Projetos de IA ainda levam tempo e, por vezes, requerem soluções de custo recorrente.
E para os consumidores, o que muda?
A IA pode transformar as relações de consumo, a maneira como o consumidor compra e sua interação com produtos e serviços.
“O cliente tem sempre razão”, e agora ele também tem o poder.
O consumidor decide por qual canal ele quer comprar determinado produto ou serviço, e como ele quer ser abordado. Além de respeitar as políticas de privacidade e tratamento de dados, a indústria também precisa entender as preferências deste consumidor, para aumentar a conversão de vendas.
Ofertas personalizadas e promoções inteligentes, entregues com a frequência, no momento e no canal correto são determinantes para garantir não somente a conversão, mas também a fidelização do cliente.

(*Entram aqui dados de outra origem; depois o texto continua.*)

//! Compute context: the device every tensor of a run is placed on

use tch::Device;
use tracing::{info, warn};

use crate::error::{Error, Result};

/// Device selection resolved once at startup and threaded through
/// model construction, data loading and training
#[derive(Debug, Clone, Copy, PartialEq, Eq)]
pub struct ComputeContext {
    device: Device,
}

impl ComputeContext {
    /// CPU-only context
    pub fn cpu() -> Self {
        Self { device: Device::Cpu }
    }

    /// Resolve a device name: "auto", "cpu", "cuda", "cuda:N" or "mps"
    ///
    /// Requesting CUDA without an available GPU falls back to CPU with a warning.
    pub fn resolve(name: &str) -> Result<Self> {
        let name = name.trim().to_lowercase();
        let device = match name.as_str() {
            "auto" => Device::cuda_if_available(),
            "cpu" => Device::Cpu,
            "mps" => Device::Mps,
            "cuda" | "gpu" => cuda_or_cpu(0),
            other => match other.strip_prefix("cuda:") {
                Some(index) => {
                    let index: usize = index
                        .parse()
                        .map_err(|_| Error::Config(format!("invalid CUDA device index in {other:?}")))?;
                    cuda_or_cpu(index)
                }
                None => return Err(Error::Config(format!("unknown device {other:?}"))),
            },
        };

        info!("Using device: {:?}", device);
        Ok(Self { device })
    }

    /// The resolved device
    pub fn device(&self) -> Device {
        self.device
    }
}

impl Default for ComputeContext {
    fn default() -> Self {
        Self::cpu()
    }
}

fn cuda_or_cpu(index: usize) -> Device {
    if tch::Cuda::is_available() && index < tch::Cuda::device_count() as usize {
        Device::Cuda(index)
    } else {
        warn!("CUDA device {} requested but not available, falling back to CPU", index);
        Device::Cpu
    }
}

#[cfg(test)]
mod tests {
    use super::*;

    #[test]
    fn test_resolve_cpu() {
        let ctx = ComputeContext::resolve("CPU").unwrap();
        assert_eq!(ctx.device(), Device::Cpu);
    }

    #[test]
    fn test_resolve_unknown_device() {
        assert!(matches!(
            ComputeContext::resolve("tpu"),
            Err(Error::Config(_))
        ));
        assert!(matches!(
            ComputeContext::resolve("cuda:x"),
            Err(Error::Config(_))
        ));
    }
}
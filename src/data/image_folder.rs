//! Image datasets stored as directories on disk
//!
//! A split is a directory `root/<split>`. Images placed directly in it form a
//! single class; otherwise every sub-directory is a class, labelled by its
//! index in sorted order. Only file paths are kept; pixels are decoded one
//! batch at a time.

use std::path::{Path, PathBuf};

use tch::{vision::image, Kind, Tensor};
use tracing::{debug, info};

use crate::error::{Error, Result};

const IMAGE_EXTENSIONS: [&str; 5] = ["png", "jpg", "jpeg", "bmp", "webp"];

/// Returns true if the path looks like an image file
pub fn is_image(path: &Path) -> bool {
    path.extension()
        .and_then(|ext| ext.to_str())
        .map(|ext| IMAGE_EXTENSIONS.contains(&ext.to_ascii_lowercase().as_str()))
        .unwrap_or(false)
}

/// Image files directly inside `dir`, sorted by name
pub fn list_images(dir: &Path) -> Result<Vec<PathBuf>> {
    let mut files = Vec::new();
    for entry in std::fs::read_dir(dir)? {
        let path = entry?.path();
        if path.is_file() && is_image(&path) {
            files.push(path);
        }
    }
    files.sort();
    Ok(files)
}

/// Map u8 pixels to floats in [-1, 1]
pub fn normalize(pixels: &Tensor) -> Tensor {
    pixels.to_kind(Kind::Float) / 127.5 - 1.0
}

/// Load an image as a (3, height, width) tensor in [-1, 1]
pub fn load_image(path: &Path, height: i64, width: i64) -> Result<Tensor> {
    let pixels = image::load(path).map_err(|e| Error::data(path, e.to_string()))?;
    let pixels = image::resize(&pixels, width, height).map_err(|e| Error::data(path, e.to_string()))?;
    Ok(normalize(&pixels))
}

/// Image files of a directory with their class labels
///
/// Images placed directly in `dir` form one class named after it; otherwise
/// every non-empty sub-directory is a class. Returns (classes, entries).
pub(crate) fn discover(dir: &Path) -> Result<(Vec<String>, Vec<(PathBuf, i64)>)> {
    let mut entries: Vec<(PathBuf, i64)> = Vec::new();
    let mut classes = Vec::new();
    let name_of = |p: &Path| {
        p.file_name()
            .map(|n| n.to_string_lossy().into_owned())
            .unwrap_or_default()
    };

    let direct = list_images(dir)?;
    if !direct.is_empty() {
        classes.push(name_of(dir));
        entries.extend(direct.into_iter().map(|p| (p, 0)));
        return Ok((classes, entries));
    }

    let mut subdirs: Vec<PathBuf> = std::fs::read_dir(dir)?
        .filter_map(|e| e.ok().map(|e| e.path()))
        .filter(|p| p.is_dir())
        .collect();
    subdirs.sort();

    for sub in subdirs {
        let files = list_images(&sub)?;
        if files.is_empty() {
            continue;
        }
        let label = classes.len() as i64;
        classes.push(name_of(&sub));
        entries.extend(files.into_iter().map(|p| (p, label)));
    }
    Ok((classes, entries))
}

/// Index of one split's image files; pixels are decoded only per batch
#[derive(Debug, Clone)]
pub struct ImageFolder {
    classes: Vec<String>,
    entries: Vec<(PathBuf, i64)>,
    height: i64,
    width: i64,
}

impl ImageFolder {
    /// Index `root/split`; batches are resized to `height` x `width`
    ///
    /// # Arguments
    ///
    /// * `root` - Dataset root
    /// * `split` - Split directory name (e.g. "train", "pair", "test")
    /// * `height` - Output image height
    /// * `width` - Output image width
    pub fn open(root: &Path, split: &str, height: i64, width: i64) -> Result<Self> {
        let dir = root.join(split);
        if !dir.is_dir() {
            return Err(Error::data(&dir, "split directory does not exist"));
        }

        let (classes, entries) = discover(&dir)?;
        if entries.is_empty() {
            return Err(Error::data(&dir, "no images found"));
        }

        info!(
            "Found {} images ({} classes) in {}",
            entries.len(),
            classes.len(),
            dir.display()
        );

        Ok(Self {
            classes,
            entries,
            height,
            width,
        })
    }

    /// Square images of side `size`
    pub fn open_square(root: &Path, split: &str, size: i64) -> Result<Self> {
        Self::open(root, split, size, size)
    }

    /// [cartoon | edge-smoothed] pairs: `size` high and `2 * size` wide
    pub fn open_pairs(root: &Path, split: &str, size: i64) -> Result<Self> {
        Self::open(root, split, size, 2 * size)
    }

    pub fn len(&self) -> usize {
        self.entries.len()
    }

    pub fn is_empty(&self) -> bool {
        self.entries.is_empty()
    }

    /// Class names, indexed by label
    pub fn classes(&self) -> &[String] {
        &self.classes
    }

    /// Decode the samples at `indices` into an (images, labels) batch
    pub fn load_batch(&self, indices: &[i64]) -> Result<(Tensor, Tensor)> {
        let mut images = Vec::with_capacity(indices.len());
        let mut labels = Vec::with_capacity(indices.len());
        for &index in indices {
            let (path, label) = &self.entries[index as usize];
            debug!("Loading {}", path.display());
            images.push(load_image(path, self.height, self.width)?);
            labels.push(*label);
        }
        Ok((Tensor::stack(&images, 0), Tensor::from_slice(&labels)))
    }
}

/// Split a batch of [cartoon | edge-smoothed] pairs into its two halves
///
/// The pair image is cut at column `size`.
pub fn split_pair(pairs: &Tensor, size: i64) -> Result<(Tensor, Tensor)> {
    let shape = pairs.size();
    if shape.len() != 4 || shape[3] != 2 * size {
        return Err(Error::Config(format!(
            "expected pair batch of width {}, got shape {:?}",
            2 * size,
            shape
        )));
    }
    Ok((pairs.narrow(3, 0, size), pairs.narrow(3, size, size)))
}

Além de facilitar a jornada de compra e relacionamento, a IA também revoluciona o pós-venda, entregando uma experiência mais fluida e eficiente para o consumidor. Imagine um cliente que precisa registrar uma reclamação, tirar dúvidas ou fazer um novo pedido fora do horário comercial. Com o apoio de agentes autônomos e modelos de linguagem natural, a empresa pode oferecer atendimento 24 horas por dia, 7 dias por semana, com respostas assertivas e resolutivas — não apenas encaminhamentos para humanos no dia seguinte. Em um mundo cada vez mais acelerado, em que as pessoas lidam com seus compromissos profissionais e pessoais a qualquer hora do dia, oferecer suporte no momento exato em que o cliente precisa, com clareza, empatia e capacidade de ação, é um diferencial competitivo. A IA permite isso: um atendimento que respeita o tempo do consumidor, reduz fricções e fortalece a relação com a marca.
IA e conveniência também andam juntas. Esperar o cliente abrir seu aplicativo, visitar seu site ou sua loja física é reagir a demanda. Que tal, de forma proativa, entregar o que seu cliente precisa com base no seu comportamento histórico, tendência e frequência de compra?
Entender o consumidor e seus valores é fundamental. Estamos diante de um cliente empoderado, sendo atingido por ofertas por todos os lados, disperso e sem tempo e paciência para atrito no processo de compra.